Scan the lines below for the word "workflows". Copy each line you find it in.

▶ Data for this task
────────────────────

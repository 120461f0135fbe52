use serde::{Deserialize, Deserializer};
use std::io::Read;

use super::domain::{Offer, Transmission};
use super::specs::transmission_from_label;
use crate::workflows::normalizer::parse_danish_amount;

/// One CSV line: a listing's columns plus at most one of its offers.
#[derive(Debug)]
pub(crate) struct InventoryRow {
    pub(crate) line: u64,
    pub(crate) listing_id: String,
    pub(crate) make: String,
    pub(crate) model: String,
    pub(crate) variant: String,
    pub(crate) horsepower: Option<u32>,
    pub(crate) transmission: Option<Transmission>,
    pub(crate) fuel_type: Option<String>,
    pub(crate) retail_price: Option<u32>,
    pub(crate) offer: Option<Offer>,
}

#[derive(Debug)]
pub(crate) enum RowError {
    Csv(csv::Error),
    Invalid { line: u64, reason: String },
}

impl From<csv::Error> for RowError {
    fn from(err: csv::Error) -> Self {
        Self::Csv(err)
    }
}

pub(crate) fn parse_rows<R: Read>(reader: R) -> Result<Vec<InventoryRow>, RowError> {
    let mut csv_reader = csv::ReaderBuilder::new()
        .trim(csv::Trim::All)
        .from_reader(reader);
    let headers = csv_reader.headers()?.clone();
    let mut rows = Vec::new();

    for record in csv_reader.records() {
        let record = record?;
        let mut row: CsvRow = record.deserialize(Some(&headers))?;
        row.line = record.position().map(|pos| pos.line()).unwrap_or_default();
        rows.push(row.into_inventory_row()?);
    }

    Ok(rows)
}

#[derive(Debug, Deserialize)]
struct CsvRow {
    #[serde(skip)]
    line: u64,
    listing_id: String,
    make: String,
    model: String,
    variant: String,
    #[serde(default, deserialize_with = "empty_string_as_none")]
    horsepower: Option<String>,
    #[serde(default, deserialize_with = "empty_string_as_none")]
    transmission: Option<String>,
    #[serde(default, deserialize_with = "empty_string_as_none")]
    fuel_type: Option<String>,
    #[serde(default, deserialize_with = "empty_string_as_none")]
    retail_price: Option<String>,
    #[serde(default, deserialize_with = "empty_string_as_none")]
    monthly_price: Option<String>,
    #[serde(default, deserialize_with = "empty_string_as_none")]
    period_months: Option<String>,
    #[serde(default, deserialize_with = "empty_string_as_none")]
    mileage_per_year: Option<String>,
    #[serde(default, deserialize_with = "empty_string_as_none")]
    first_payment: Option<String>,
}

impl CsvRow {
    fn into_inventory_row(self) -> Result<InventoryRow, RowError> {
        let line = self.line;
        if self.listing_id.is_empty() || self.make.is_empty() || self.model.is_empty() {
            return Err(RowError::Invalid {
                line,
                reason: "listing_id, make and model are required".to_string(),
            });
        }

        let transmission = match self.transmission.as_deref() {
            Some(label) => Some(transmission_from_label(label).ok_or_else(|| {
                RowError::Invalid {
                    line,
                    reason: format!("unknown transmission '{label}'"),
                }
            })?),
            None => None,
        };

        let offer = match self.monthly_price.as_deref() {
            Some(monthly) => Some(Offer {
                monthly_price: amount(line, "monthly_price", monthly)?,
                period_months: required(line, "period_months", self.period_months.as_deref())?,
                mileage_per_year: required(
                    line,
                    "mileage_per_year",
                    self.mileage_per_year.as_deref(),
                )?,
                first_payment: self
                    .first_payment
                    .as_deref()
                    .map(|raw| amount(line, "first_payment", raw))
                    .transpose()?
                    .unwrap_or(0),
            }),
            None => None,
        };

        Ok(InventoryRow {
            line,
            listing_id: self.listing_id,
            make: self.make,
            model: self.model,
            variant: self.variant,
            horsepower: self
                .horsepower
                .as_deref()
                .map(|raw| amount(line, "horsepower", raw))
                .transpose()?,
            transmission,
            fuel_type: self.fuel_type,
            retail_price: self
                .retail_price
                .as_deref()
                .map(|raw| amount(line, "retail_price", raw))
                .transpose()?,
            offer,
        })
    }
}

fn required(line: u64, field: &str, raw: Option<&str>) -> Result<u32, RowError> {
    match raw {
        Some(raw) => amount(line, field, raw),
        None => Err(RowError::Invalid {
            line,
            reason: format!("{field} is required when monthly_price is set"),
        }),
    }
}

fn amount(line: u64, field: &str, raw: &str) -> Result<u32, RowError> {
    parse_danish_amount(raw)
        .filter(|value| *value >= 0.0 && *value <= u32::MAX as f64)
        .map(|value| value.round() as u32)
        .ok_or_else(|| RowError::Invalid {
            line,
            reason: format!("{field} '{raw}' is not a valid amount"),
        })
}

fn empty_string_as_none<'de, D>(deserializer: D) -> Result<Option<String>, D::Error>
where
    D: Deserializer<'de>,
{
    let opt = Option::<String>::deserialize(deserializer)?;
    Ok(opt.filter(|value| !value.trim().is_empty()))
}
use std::sync::Arc;
use std::time::{Duration, Instant};

use axum::{
    extract::{Path, State},
    http::StatusCode,
    response::{IntoResponse, Response},
    routing::{get, post},
    Router,
};
use serde::Deserialize;
use serde_json::json;

use super::domain::{ChangeId, SessionId};
use super::repository::{InventoryStore, StoreError};
use super::service::{ExtractionService, ExtractionServiceError};
use crate::workflows::inventory::DealerId;

#[derive(Debug, Deserialize)]
pub struct StageRequest {
    /// Decoded per element during intake; a badly typed record is rejected on its own.
    pub vehicles: Vec<serde_json::Value>,
}

#[derive(Debug, Deserialize)]
pub struct ApplyRequest {
    pub selected_change_ids: Vec<ChangeId>,
    pub applied_by: String,
    /// Optional budget for the whole call; unprocessed changes stay pending.
    #[serde(default)]
    pub timeout_ms: Option<u64>,
}

#[derive(Debug, Deserialize)]
pub struct ChangeIdsRequest {
    pub change_ids: Vec<ChangeId>,
}

/// Router builder exposing staging, review and apply endpoints.
pub fn extraction_router<S>(service: Arc<ExtractionService<S>>) -> Router
where
    S: InventoryStore + 'static,
{
    Router::new()
        .route(
            "/api/v1/dealers/:dealer_id/extractions",
            post(stage_handler::<S>),
        )
        .route(
            "/api/v1/dealers/:dealer_id/scores",
            get(dealer_scores_handler::<S>),
        )
        .route(
            "/api/v1/extractions/:session_id",
            get(session_handler::<S>),
        )
        .route(
            "/api/v1/extractions/:session_id/apply",
            post(apply_handler::<S>),
        )
        .route(
            "/api/v1/extractions/:session_id/reset",
            post(reset_handler::<S>),
        )
        .route(
            "/api/v1/extractions/:session_id/discard",
            post(discard_handler::<S>),
        )
        .with_state(service)
}

pub(crate) async fn stage_handler<S>(
    State(service): State<Arc<ExtractionService<S>>>,
    Path(dealer_id): Path<String>,
    axum::Json(request): axum::Json<StageRequest>,
) -> Response
where
    S: InventoryStore + 'static,
{
    match service.stage(&DealerId(dealer_id), request.vehicles).await {
        Ok(staged) => (StatusCode::CREATED, axum::Json(staged)).into_response(),
        Err(err) => error_response(err),
    }
}

pub(crate) async fn session_handler<S>(
    State(service): State<Arc<ExtractionService<S>>>,
    Path(session_id): Path<String>,
) -> Response
where
    S: InventoryStore + 'static,
{
    match service.session(&SessionId(session_id)).await {
        Ok(view) => (StatusCode::OK, axum::Json(view)).into_response(),
        Err(err) => error_response(err),
    }
}

pub(crate) async fn apply_handler<S>(
    State(service): State<Arc<ExtractionService<S>>>,
    Path(session_id): Path<String>,
    axum::Json(request): axum::Json<ApplyRequest>,
) -> Response
where
    S: InventoryStore + 'static,
{
    let applied_by = request.applied_by.trim();
    if applied_by.is_empty() {
        let payload = json!({ "error": "applied_by is required" });
        return (StatusCode::UNPROCESSABLE_ENTITY, axum::Json(payload)).into_response();
    }
    let deadline = request
        .timeout_ms
        .map(|millis| Instant::now() + Duration::from_millis(millis));

    match service
        .apply(
            &SessionId(session_id),
            &request.selected_change_ids,
            applied_by,
            deadline,
        )
        .await
    {
        Ok(outcome) => (StatusCode::OK, axum::Json(outcome)).into_response(),
        Err(err) => error_response(err),
    }
}

pub(crate) async fn reset_handler<S>(
    State(service): State<Arc<ExtractionService<S>>>,
    Path(session_id): Path<String>,
    axum::Json(request): axum::Json<ChangeIdsRequest>,
) -> Response
where
    S: InventoryStore + 'static,
{
    match service
        .reset(&SessionId(session_id), &request.change_ids)
        .await
    {
        Ok(outcome) => (StatusCode::OK, axum::Json(outcome)).into_response(),
        Err(err) => error_response(err),
    }
}

pub(crate) async fn discard_handler<S>(
    State(service): State<Arc<ExtractionService<S>>>,
    Path(session_id): Path<String>,
    axum::Json(request): axum::Json<ChangeIdsRequest>,
) -> Response
where
    S: InventoryStore + 'static,
{
    match service
        .discard(&SessionId(session_id), &request.change_ids)
        .await
    {
        Ok(outcome) => (StatusCode::OK, axum::Json(outcome)).into_response(),
        Err(err) => error_response(err),
    }
}

pub(crate) async fn dealer_scores_handler<S>(
    State(service): State<Arc<ExtractionService<S>>>,
    Path(dealer_id): Path<String>,
) -> Response
where
    S: InventoryStore + 'static,
{
    match service.dealer_scores(&DealerId(dealer_id)).await {
        Ok(report) => (StatusCode::OK, axum::Json(report)).into_response(),
        Err(err) => error_response(err),
    }
}

fn error_response(err: ExtractionServiceError) -> Response {
    let status = match &err {
        err if err.is_not_found() => StatusCode::NOT_FOUND,
        ExtractionServiceError::Store(StoreError::Conflict(_)) => StatusCode::CONFLICT,
        _ => StatusCode::INTERNAL_SERVER_ERROR,
    };
    let payload = json!({
        "error": err.to_string(),
    });
    (status, axum::Json(payload)).into_response()
}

────────────────────

▶ Task output
use crate::workflows::normalizer::parse_danish_amount;
use crate::workflows::inventory::DealerId;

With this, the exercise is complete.